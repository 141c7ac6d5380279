use std::path::{Path, PathBuf};

use bytes::Bytes;
use common::{
    error::AppError,
    storage::{store::COMPRESSED_PREFIX, types::compression_job::clamp_quality},
};
use state_machines::core::GuardError;
use tracing::{debug, info, instrument};

use super::{
    context::PipelineContext,
    state::{Completed, CompressionMachine, Compressed, Ready, Started, Stored},
};

/// `{stem}_compressed{ext}` next to the input.
pub fn compressed_output_path(input: &Path) -> PathBuf {
    let stem = input
        .file_stem()
        .map(|stem| stem.to_string_lossy().into_owned())
        .unwrap_or_default();
    let file_name = match input.extension() {
        Some(ext) => format!("{stem}_compressed.{}", ext.to_string_lossy()),
        None => format!("{stem}_compressed"),
    };
    input.with_file_name(file_name)
}

fn extension_of(path: &Path) -> String {
    path.extension()
        .map(|ext| format!(".{}", ext.to_string_lossy().to_ascii_lowercase()))
        .unwrap_or_default()
}

#[instrument(level = "trace", skip_all, fields(task_id = %ctx.task_id, job_id = %ctx.job_id))]
pub async fn start(
    machine: CompressionMachine<(), Ready>,
    ctx: &mut PipelineContext<'_>,
) -> Result<CompressionMachine<(), Started>, AppError> {
    ctx.job = ctx.job.mark_processing(ctx.db).await?;

    machine
        .start()
        .map_err(|(_, guard)| map_guard_error("start", &guard))
}

#[instrument(level = "trace", skip_all, fields(task_id = %ctx.task_id, job_id = %ctx.job_id))]
pub async fn compress(
    machine: CompressionMachine<(), Started>,
    ctx: &mut PipelineContext<'_>,
) -> Result<CompressionMachine<(), Compressed>, AppError> {
    let task = ctx.task;
    let payload = &task.payload;
    let input_path = Path::new(&payload.input_path);
    let input = Bytes::from(tokio::fs::read(input_path).await?);
    let input_len = input.len();

    let output = ctx
        .engine
        .compress(input, &payload.mime_type, clamp_quality(i64::from(payload.quality)))
        .await?;

    let output_path = compressed_output_path(input_path);
    tokio::fs::write(&output_path, &output).await?;

    info!(
        task_id = %ctx.task_id,
        job_id = %ctx.job_id,
        input_bytes = input_len,
        output_bytes = output.len(),
        "image compressed"
    );

    ctx.compressed_size = Some(output.len() as u64);
    ctx.local_output = Some(output_path);

    machine
        .compress()
        .map_err(|(_, guard)| map_guard_error("compress", &guard))
}

/// Moves the artifact to durable storage. On a local backend the file already is durable.
#[instrument(level = "trace", skip_all, fields(task_id = %ctx.task_id, job_id = %ctx.job_id))]
pub async fn store(
    machine: CompressionMachine<(), Compressed>,
    ctx: &mut PipelineContext<'_>,
) -> Result<CompressionMachine<(), Stored>, AppError> {
    let local_output = ctx.local_output()?.clone();

    let locator = if ctx.storage.is_remote() {
        let key = format!(
            "{COMPRESSED_PREFIX}/{}{}",
            ctx.job_id,
            extension_of(&local_output)
        );
        let locator = ctx.storage.save(&local_output, &key).await?;

        for leftover in [Path::new(&ctx.task.payload.input_path), local_output.as_path()] {
            if let Err(err) = tokio::fs::remove_file(leftover).await {
                debug!(path = %leftover.display(), error = %err, "failed to remove local file");
            }
        }
        locator
    } else {
        local_output.to_string_lossy().into_owned()
    };

    ctx.locator = Some(locator);

    machine
        .store()
        .map_err(|(_, guard)| map_guard_error("store", &guard))
}

#[instrument(level = "trace", skip_all, fields(task_id = %ctx.task_id, job_id = %ctx.job_id))]
pub async fn complete(
    machine: CompressionMachine<(), Stored>,
    ctx: &mut PipelineContext<'_>,
) -> Result<CompressionMachine<(), Completed>, AppError> {
    let locator = ctx
        .locator
        .clone()
        .ok_or_else(|| AppError::InternalError("storage locator expected".into()))?;
    let compressed_size = ctx
        .compressed_size
        .ok_or_else(|| AppError::InternalError("compressed size expected".into()))?;

    ctx.job = ctx.job.mark_done(locator, compressed_size, ctx.db).await?;

    machine
        .complete()
        .map_err(|(_, guard)| map_guard_error("complete", &guard))
}

fn map_guard_error(event: &str, guard: &GuardError) -> AppError {
    AppError::InternalError(format!(
        "invalid compression pipeline transition during {event}: {guard:?}"
    ))
}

▶ [About this task] Retype the portion of the data above that starts on the line with "ctx.job = ctx.job.mark_processing(ctx.db).await?;" and finishes on the line with "let task = ctx.task;", including both of those lines.

▶ [Written answer]
    ctx.job = ctx.job.mark_processing(ctx.db).await?;

    machine
        .start()
        .map_err(|(_, guard)| map_guard_error("start", &guard))
}

#[instrument(level = "trace", skip_all, fields(task_id = %ctx.task_id, job_id = %ctx.job_id))]
pub async fn compress(
    machine: CompressionMachine<(), Started>,
    ctx: &mut PipelineContext<'_>,
) -> Result<CompressionMachine<(), Compressed>, AppError> {
    let task = ctx.task;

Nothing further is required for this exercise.